- _Directions for this task_:
Retype exactly the lines of the material below, from the one containing "let end = start.saturating_add(size" through the last, with both ends kept.

------------------------------------

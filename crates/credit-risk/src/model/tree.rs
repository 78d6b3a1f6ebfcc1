use crate::applicant::FEATURE_COUNT;
use serde::Deserialize;

/// Largest category code XGBoost can represent exactly in a float feature.
const MAX_CATEGORY: f32 = 16_777_216.0;

/// Per-node flag, written as `0`/`1` by current XGBoost and as booleans by older builds.
#[derive(Debug, Clone, Copy, Deserialize)]
#[serde(untagged)]
pub(crate) enum NodeFlag {
    Bool(bool),
    Int(i64),
}

impl NodeFlag {
    fn is_set(self) -> bool {
        match self {
            NodeFlag::Bool(value) => value,
            NodeFlag::Int(value) => value != 0,
        }
    }
}

/// Tree as stored in the JSON artifact: parallel per-node arrays.
#[derive(Debug, Deserialize)]
pub(crate) struct RawTree {
    left_children: Vec<i64>,
    right_children: Vec<i64>,
    split_indices: Vec<i64>,
    split_conditions: Vec<Option<f64>>,
    default_left: Vec<NodeFlag>,
    #[serde(default)]
    split_type: Vec<u8>,
    #[serde(default)]
    categories: Vec<i64>,
    #[serde(default)]
    categories_nodes: Vec<i64>,
    #[serde(default)]
    categories_segments: Vec<u64>,
    #[serde(default)]
    categories_sizes: Vec<u64>,
}

#[derive(Debug, Clone, PartialEq)]
enum Node {
    Leaf {
        value: f32,
    },
    Numeric {
        feature: usize,
        threshold: f32,
        left: usize,
        right: usize,
        default_left: bool,
    },
    Categorical {
        feature: usize,
        /// Sorted codes routed to the right child.
        categories: Vec<u32>,
        left: usize,
        right: usize,
        default_left: bool,
    },
}

/// A validated regression tree.
///
/// Every child index is strictly greater than its parent's, so traversal from the
/// root always terminates at a leaf without bounds checks failing.
#[derive(Debug, Clone, PartialEq)]
pub struct Tree {
    nodes: Vec<Node>,
}

impl Tree {
    pub(crate) fn from_raw(raw: RawTree) -> Result<Self, String> {
        let count = raw.left_children.len();
        if count == 0 {
            return Err("tree has no nodes".to_string());
        }
        let lengths = [
            ("right_children", raw.right_children.len()),
            ("split_indices", raw.split_indices.len()),
            ("split_conditions", raw.split_conditions.len()),
            ("default_left", raw.default_left.len()),
        ];
        for (name, len) in lengths {
            if len != count {
                return Err(format!("{name} has {len} entries, expected {count}"));
            }
        }
        if !raw.split_type.is_empty() && raw.split_type.len() != count {
            return Err(format!(
                "split_type has {} entries, expected {count}",
                raw.split_type.len()
            ));
        }

        let mut nodes = Vec::with_capacity(count);
        for index in 0..count {
            nodes.push(raw.node(index, count)?);
        }

        Ok(Self { nodes })
    }

    pub fn node_count(&self) -> usize {
        self.nodes.len()
    }

    pub fn categorical_splits(&self) -> usize {
        self.nodes
            .iter()
            .filter(|node| matches!(node, Node::Categorical { .. }))
            .count()
    }

    /// Walk from the root to a leaf. NaN features take the node's default branch.
    pub fn leaf_value(&self, features: &[f32; FEATURE_COUNT]) -> f32 {
        let mut index = 0;
        loop {
            index = match &self.nodes[index] {
                Node::Leaf { value } => return *value,
                Node::Numeric {
                    feature,
                    threshold,
                    left,
                    right,
                    default_left,
                } => {
                    let value = features[*feature];
                    if value.is_nan() {
                        if *default_left {
                            *left
                        } else {
                            *right
                        }
                    } else if value < *threshold {
                        *left
                    } else {
                        *right
                    }
                }
                Node::Categorical {
                    feature,
                    categories,
                    left,
                    right,
                    default_left,
                } => {
                    let value = features[*feature];
                    if value.is_nan() {
                        if *default_left {
                            *left
                        } else {
                            *right
                        }
                    } else if in_category_set(categories, value) {
                        *right
                    } else {
                        *left
                    }
                }
            };
        }
    }
}

fn in_category_set(categories: &[u32], value: f32) -> bool {
    if !(0.0..MAX_CATEGORY).contains(&value) {
        return false;
    }
    categories.binary_search(&(value as u32)).is_ok()
}

impl RawTree {
    fn node(&self, index: usize, count: usize) -> Result<Node, String> {
        let left = self.left_children[index];
        if left == -1 {
            let value = self.split_conditions[index]
                .filter(|value| value.is_finite())
                .ok_or_else(|| format!("leaf {index} has no finite value"))?;
            return Ok(Node::Leaf {
                value: value as f32,
            });
        }

        let left = child(index, left, count)?;
        let right = child(index, self.right_children[index], count)?;
        let feature = usize::try_from(self.split_indices[index])
            .ok()
            .filter(|feature| *feature < FEATURE_COUNT)
            .ok_or_else(|| {
                format!(
                    "node {index} splits on feature {}, model input has {FEATURE_COUNT}",
                    self.split_indices[index]
                )
            })?;
        let default_left = self.default_left[index].is_set();

        if self.split_type.get(index).copied() == Some(1) {
            return Ok(Node::Categorical {
                feature,
                categories: self.categories_for(index)?,
                left,
                right,
                default_left,
            });
        }

        let threshold = self.split_conditions[index]
            .filter(|value| !value.is_nan())
            .ok_or_else(|| format!("node {index} has no split threshold"))?;
        Ok(Node::Numeric {
            feature,
            threshold: threshold as f32,
            left,
            right,
            default_left,
        })
    }

    fn categories_for(&self, index: usize) -> Result<Vec<u32>, String> {
        let position = self
            .categories_nodes
            .iter()
            .position(|node| *node == index as i64)
            .ok_or_else(|| format!("categorical node {index} has no category set"))?;
        let segment = self.categories_segments.get(position).copied();
        let size = self.categories_sizes.get(position).copied();
        let (Some(segment), Some(size)) = (segment, size) else {
            return Err(format!("categorical node {index} has no segment"));
        };

        let start = segment as usize;
        let end = start.saturating_add(size as usize);
        let codes = self
            .categories
            .get(start..end)
            .ok_or_else(|| format!("categorical node {index} segment {start}..{end} out of range"))?;

        let mut categories = codes
            .iter()
            .map(|code| {
                u32::try_from(*code)
                    .map_err(|_| format!("categorical node {index} lists invalid code {code}"))
            })
            .collect::<Result<Vec<_>, _>>()?;
        categories.sort_unstable();
        categories.dedup();
        Ok(categories)
    }
}

fn child(parent: usize, raw: i64, count: usize) -> Result<usize, String> {
    usize::try_from(raw)
        .ok()
        .filter(|child| *child > parent && *child < count)
        .ok_or_else(|| format!("node {parent} has invalid child index {raw}"))
}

------------------------------------

- _Finished task_:
        let end = start.saturating_add(size as usize);
        let codes = self
            .categories
            .get(start..end)
            .ok_or_else(|| format!("categorical node {index} segment {start}..{end} out of range"))?;

        let mut categories = codes
            .iter()
            .map(|code| {
                u32::try_from(*code)
                    .map_err(|_| format!("categorical node {index} lists invalid code {code}"))
            })
            .collect::<Result<Vec<_>, _>>()?;
        categories.sort_unstable();
        categories.dedup();
        Ok(categories)
    }
}

fn child(parent: usize, raw: i64, count: usize) -> Result<usize, String> {
    usize::try_from(raw)
        .ok()
        .filter(|child| *child > parent && *child < count)
        .ok_or_else(|| format!("node {parent} has invalid child index {raw}"))
}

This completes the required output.